What the task requires => Exactly the lines from the top of the records below through the one containing "run goes through" must be set down, with no line added or dropped.

━━━━━━

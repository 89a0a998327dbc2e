//! Host-side orchestration of a boolean XOR over two large arrays on an
//! accelerator, with verification against a host reference.
//!
//! # Architecture
//!
//! A run goes through these stages, each in its own module:
//! 1. **Selection** ([`selector`]) - enumerate platforms/devices, prefer the first GPU
//! 2. **Context** ([`context`]) - create the context and in-order queue
//! 3. **Memory** ([`memory`]) - two read-only inputs, one write-only output
//! 4. **Program** ([`program`]) - build the kernel source, surface the log, extract `xor`
//! 5. **Dispatch** ([`dispatch`]) - bind arguments, 20 timed dispatches, 20 timed readbacks
//! 6. **Verification** ([`verify`]) - compare against `a XOR b` on the host
//!
//! All accelerator access goes through the [`driver::Driver`] trait; every call
//! result is checked by [`error::CheckStatus`], which records the call site.
//!
//! # Example
//!
//! ```no_run
//! use xorcheck_runtime::driver::emulated::EmulatedDriver;
//! use xorcheck_runtime::{RunConfig, run};
//!
//! let driver = EmulatedDriver::host();
//! let config = RunConfig::with_problem_size(4);
//! let source = "__kernel void xor(__global const uchar* a, __global const uchar* b, \
//!               __global uchar* c, unsigned int n) {}";
//! let report = run(&driver, &config, source, &[0, 1, 0, 1], &[0, 0, 1, 1])?;
//! assert_eq!(report.output, vec![0, 1, 1, 0]);
//! # Ok::<(), xorcheck_runtime::RuntimeError>(())
//! ```

pub mod config;
pub mod context;
pub mod dispatch;
pub mod driver;
pub mod error;
pub mod memory;
pub mod pipeline;
pub mod program;
pub mod selector;
pub mod verify;

pub use config::RunConfig;
pub use error::{Result, RuntimeError};
pub use pipeline::{RunReport, run, run_with_log_sink};
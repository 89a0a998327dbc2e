//! Program build, log surfacing and kernel extraction.

mod common;

use common::{LogCapture, XOR_CL};
use xorcheck_runtime::RuntimeError;
use xorcheck_runtime::context::ExecutionContext;
use xorcheck_runtime::driver::emulated::{EmulatedDriver, HostLaunch};
use xorcheck_runtime::error::{Status, codes};
use xorcheck_runtime::program::build_program;
use xorcheck_runtime::selector::select_device;

fn build(
    driver: &EmulatedDriver,
    source: &str,
    entry_point: &str,
    capture: &mut LogCapture,
) -> xorcheck_runtime::Result<Option<String>> {
    let selected = select_device(driver)?;
    let ctx = ExecutionContext::create(driver, &selected)?;
    let compiled = build_program(
        driver,
        &ctx,
        &selected.device,
        source,
        entry_point,
        &mut capture.sink(),
    )?;
    Ok(compiled.log().map(str::to_string))
}

fn noop_kernel(_: &HostLaunch<'_>) -> Result<(), Status> {
    Ok(())
}

#[test]
fn test_empty_source_fails_before_any_build() {
    let driver = EmulatedDriver::host();
    let mut capture = LogCapture::default();

    let err = build(&driver, "", "xor", &mut capture).unwrap_err();
    assert!(matches!(err, RuntimeError::EmptySource));
    assert!(err.to_string().contains("working directory"));

    let journal = driver.journal();
    assert_eq!(journal.count("create_program"), 0);
    assert_eq!(journal.count("build_program"), 0);
    assert!(capture.logs.is_empty());
}

#[test]
fn test_clean_build_prints_nothing() {
    let driver = EmulatedDriver::host();
    let mut capture = LogCapture::default();

    let log = build(&driver, XOR_CL, "xor", &mut capture).unwrap();
    assert_eq!(log, None);
    assert!(capture.logs.is_empty());
    assert_eq!(driver.journal().count("create_kernel"), 1);
}

#[test]
fn test_warning_log_is_surfaced_on_success() {
    let driver = EmulatedDriver::host().with_build_log("warning: unused variable 'tmp'\n\0");
    let mut capture = LogCapture::default();

    let log = build(&driver, XOR_CL, "xor", &mut capture).unwrap();
    assert_eq!(log.as_deref(), Some("warning: unused variable 'tmp'"));
    assert_eq!(capture.logs, vec!["warning: unused variable 'tmp'".to_string()]);
}

#[test]
fn test_build_failure_surfaces_log_then_fails() {
    let driver = EmulatedDriver::host()
        .with_build_log("error: expected ';' at line 3")
        .with_build_failure(Status::new(codes::BUILD_PROGRAM_FAILURE));
    let mut capture = LogCapture::default();

    let err = build(&driver, XOR_CL, "xor", &mut capture).unwrap_err();
    assert_eq!(capture.logs, vec!["error: expected ';' at line 3".to_string()]);
    match &err {
        RuntimeError::ProgramBuild { status, log } => {
            assert_eq!(status.code, codes::BUILD_PROGRAM_FAILURE);
            assert_eq!(log, "error: expected ';' at line 3");
        }
        other => panic!("unexpected error: {other}"),
    }
    assert_eq!(err.status_code(), Some(codes::BUILD_PROGRAM_FAILURE));
    assert_eq!(driver.journal().count("create_kernel"), 0);
}

#[test]
fn test_build_failure_without_log() {
    let driver =
        EmulatedDriver::host().with_build_failure(Status::new(codes::BUILD_PROGRAM_FAILURE));
    let mut capture = LogCapture::default();

    let err = build(&driver, XOR_CL, "xor", &mut capture).unwrap_err();
    assert!(matches!(err, RuntimeError::ProgramBuild { ref log, .. } if log.is_empty()));
    assert!(capture.logs.is_empty());
}

#[test]
fn test_missing_entry_point() {
    let driver = EmulatedDriver::host().with_kernel("nand", noop_kernel);
    let mut capture = LogCapture::default();
    let source = "__kernel void nand(__global const uchar* a) { }";

    let err = build(&driver, source, "xor", &mut capture).unwrap_err();
    assert!(matches!(err, RuntimeError::KernelNotFound { ref name } if name == "xor"));
}

#[test]
fn test_build_log_query_failure_is_fatal() {
    let driver = EmulatedDriver::host().fail_on("build_log", Status::new(codes::INVALID_PROGRAM));
    let mut capture = LogCapture::default();

    let err = build(&driver, XOR_CL, "xor", &mut capture).unwrap_err();
    match err {
        RuntimeError::AcceleratorCall(failure) => assert_eq!(failure.call, "build_log"),
        other => panic!("unexpected error: {other}"),
    }
}

#[test]
fn test_program_released_after_failed_build() {
    let driver = EmulatedDriver::host().with_build_failure(Status::new(codes::BUILD_PROGRAM_FAILURE));
    let mut capture = LogCapture::default();

    build(&driver, XOR_CL, "xor", &mut capture).unwrap_err();
    assert_eq!(
        driver.journal().releases(),
        vec!["release_program", "release_queue", "release_context"]
    );
}
//! OpenCL backend over `opencl3`.
//!
//! Handles own their OpenCL objects and release them on drop. Status codes
//! come straight from the ICD loader, so they already use the numbering in
//! [`crate::error::codes`].

use super::{BufferAccess, DeviceClass, Driver, KernelArg};
use crate::error::{Status, codes};
use opencl3::command_queue::CommandQueue;
use opencl3::context::Context;
use opencl3::device::{CL_DEVICE_TYPE_ALL, CL_DEVICE_TYPE_CPU, CL_DEVICE_TYPE_GPU, Device};
use opencl3::error_codes::ClError;
use opencl3::event::Event;
use opencl3::kernel::Kernel;
use opencl3::memory::{Buffer, CL_MEM_COPY_HOST_PTR, CL_MEM_READ_ONLY, CL_MEM_WRITE_ONLY, ClMem};
use opencl3::platform::{Platform, get_platforms};
use opencl3::program::Program;
use opencl3::types::{
    CL_BLOCKING, cl_context_properties, cl_device_id, cl_platform_id, cl_uchar, cl_uint,
};
use std::ptr;

/// `CL_CONTEXT_PLATFORM` context property key.
const CL_CONTEXT_PLATFORM: cl_context_properties = 0x1084;

/// Zero-terminated property list binding a context to `platform`.
fn context_properties(platform: cl_platform_id) -> [cl_context_properties; 3] {
    [CL_CONTEXT_PLATFORM, platform as cl_context_properties, 0]
}

impl From<ClError> for Status {
    fn from(e: ClError) -> Self {
        Status::new(e.0)
    }
}

pub struct ClPlatform {
    platform: Platform,
    pub name: String,
}

#[derive(Debug, Clone, Copy)]
pub struct ClDevice {
    id: cl_device_id,
}

pub struct ClBuffer {
    buffer: Buffer<cl_uchar>,
    len: usize,
}

/// Driver over the system's installed OpenCL platforms.
#[derive(Debug, Default)]
pub struct OpenClDriver;

impl OpenClDriver {
    pub fn new() -> Self {
        Self
    }
}

impl Driver for OpenClDriver {
    type Platform = ClPlatform;
    type Device = ClDevice;
    type Context = Context;
    type Queue = CommandQueue;
    type Buffer = ClBuffer;
    type Program = Program;
    type Kernel = Kernel;
    type Event = Event;

    fn backend_name(&self) -> &'static str {
        "opencl"
    }

    fn platforms(&self) -> Result<Vec<ClPlatform>, Status> {
        let platforms = match get_platforms() {
            Ok(platforms) => platforms,
            // No ICD installed.
            Err(ClError(codes::PLATFORM_NOT_FOUND_KHR)) => return Ok(Vec::new()),
            Err(e) => return Err(e.into()),
        };
        platforms
            .into_iter()
            .map(|platform| -> Result<ClPlatform, Status> {
                Ok(ClPlatform {
                    name: platform.name()?,
                    platform,
                })
            })
            .collect()
    }

    fn devices(&self, platform: &ClPlatform) -> Result<Vec<ClDevice>, Status> {
        match platform.platform.get_devices(CL_DEVICE_TYPE_ALL) {
            Ok(ids) => Ok(ids.into_iter().map(|id| ClDevice { id }).collect()),
            Err(ClError(codes::DEVICE_NOT_FOUND)) => Ok(Vec::new()),
            Err(e) => Err(e.into()),
        }
    }

    fn device_class(&self, device: &ClDevice) -> Result<DeviceClass, Status> {
        let device_type = Device::new(device.id).dev_type()?;
        Ok(if device_type & CL_DEVICE_TYPE_GPU != 0 {
            DeviceClass::Gpu
        } else if device_type & CL_DEVICE_TYPE_CPU != 0 {
            DeviceClass::Cpu
        } else {
            DeviceClass::Other
        })
    }

    fn device_name(&self, device: &ClDevice) -> Result<String, Status> {
        Ok(Device::new(device.id).name()?)
    }

    fn create_context(&self, platform: &ClPlatform, device: &ClDevice) -> Result<Context, Status> {
        let owned = platform.platform.get_devices(CL_DEVICE_TYPE_ALL)?;
        if !owned.contains(&device.id) {
            return Err(Status::with_detail(
                codes::INVALID_DEVICE,
                format!("device is not part of platform '{}'", platform.name),
            ));
        }
        let properties = context_properties(platform.platform.id());
        Ok(Context::from_devices(
            &[device.id],
            &properties,
            None,
            ptr::null_mut(),
        )?)
    }

    fn create_queue(&self, context: &Context, _device: &ClDevice) -> Result<CommandQueue, Status> {
        // In-order, no profiling. The context holds exactly one device.
        #[allow(deprecated)]
        let queue = CommandQueue::create_default(context, 0)?;
        Ok(queue)
    }

    fn create_buffer(
        &self,
        context: &Context,
        access: BufferAccess,
        len: usize,
        init: Option<&[u8]>,
    ) -> Result<ClBuffer, Status> {
        let buffer = match (access, init) {
            (_, Some(data)) if data.len() != len => {
                return Err(Status::with_detail(
                    codes::INVALID_VALUE,
                    format!("initial data is {} bytes, buffer is {len}", data.len()),
                ));
            }
            // The driver copies `data` during the call and never writes through the pointer.
            (BufferAccess::ReadOnly, Some(data)) => unsafe {
                Buffer::<cl_uchar>::create(
                    context,
                    CL_MEM_READ_ONLY | CL_MEM_COPY_HOST_PTR,
                    len,
                    data.as_ptr() as *mut _,
                )?
            },
            (BufferAccess::ReadOnly, None) => unsafe {
                Buffer::<cl_uchar>::create(context, CL_MEM_READ_ONLY, len, ptr::null_mut())?
            },
            (BufferAccess::WriteOnly, _) => unsafe {
                Buffer::<cl_uchar>::create(context, CL_MEM_WRITE_ONLY, len, ptr::null_mut())?
            },
        };
        Ok(ClBuffer { buffer, len })
    }

    fn create_program(&self, context: &Context, source: &str) -> Result<Program, Status> {
        Ok(Program::create_from_source(context, source)?)
    }

    fn build_program(&self, program: &mut Program, device: &ClDevice) -> Result<(), Status> {
        Ok(program.build(&[device.id], "")?)
    }

    fn build_log(&self, program: &Program, device: &ClDevice) -> Result<String, Status> {
        Ok(program.get_build_log(device.id)?)
    }

    fn create_kernel(&self, program: &Program, name: &str) -> Result<Kernel, Status> {
        Ok(Kernel::create(program, name)?)
    }

    fn set_kernel_arg(
        &self,
        kernel: &mut Kernel,
        index: u32,
        arg: KernelArg<'_, ClBuffer>,
    ) -> Result<(), Status> {
        // Argument sizes match the kernel signature: cl_mem for buffers, cl_uint for `n`.
        unsafe {
            match arg {
                KernelArg::Buffer(buffer) => kernel.set_arg(index, &buffer.buffer.get())?,
                KernelArg::Uint(value) => kernel.set_arg(index, &(value as cl_uint))?,
            }
        }
        Ok(())
    }

    fn enqueue_kernel(
        &self,
        queue: &CommandQueue,
        kernel: &Kernel,
        global: usize,
        local: usize,
    ) -> Result<Event, Status> {
        let global_work_size = [global];
        let local_work_size = [local];
        // All arguments were bound through set_kernel_arg.
        let event = unsafe {
            queue.enqueue_nd_range_kernel(
                kernel.get(),
                1,
                ptr::null(),
                global_work_size.as_ptr(),
                local_work_size.as_ptr(),
                &[],
            )?
        };
        Ok(event)
    }

    fn enqueue_read(
        &self,
        queue: &CommandQueue,
        buffer: &ClBuffer,
        dst: &mut [u8],
    ) -> Result<Event, Status> {
        if dst.len() > buffer.len {
            return Err(Status::with_detail(
                codes::INVALID_VALUE,
                format!("read of {} bytes from a {}-byte buffer", dst.len(), buffer.len),
            ));
        }
        // Blocking: the copy into `dst` is complete before the borrow ends.
        let event = unsafe { queue.enqueue_read_buffer(&buffer.buffer, CL_BLOCKING, 0, dst, &[])? };
        Ok(event)
    }

    fn wait(&self, event: &Event) -> Result<(), Status> {
        Ok(event.wait()?)
    }
}

#[cfg(test)]
mod tests {
    use super::*;

    #[test]
    fn test_context_properties_name_the_platform() {
        let platform = 0x5000 as cl_platform_id;
        let properties = context_properties(platform);
        assert_eq!(properties[0], 0x1084);
        assert_eq!(properties[1], 0x5000);
        assert_eq!(properties[2], 0);
    }
}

━━━━━━

Task response =>
repository 89a0a998327dbc2e
//! Host-side orchestration of a boolean XOR over two large arrays on an
//! accelerator, with verification against a host reference.
//!
//! # Architecture
//!
//! A run goes through these stages, each in its own module:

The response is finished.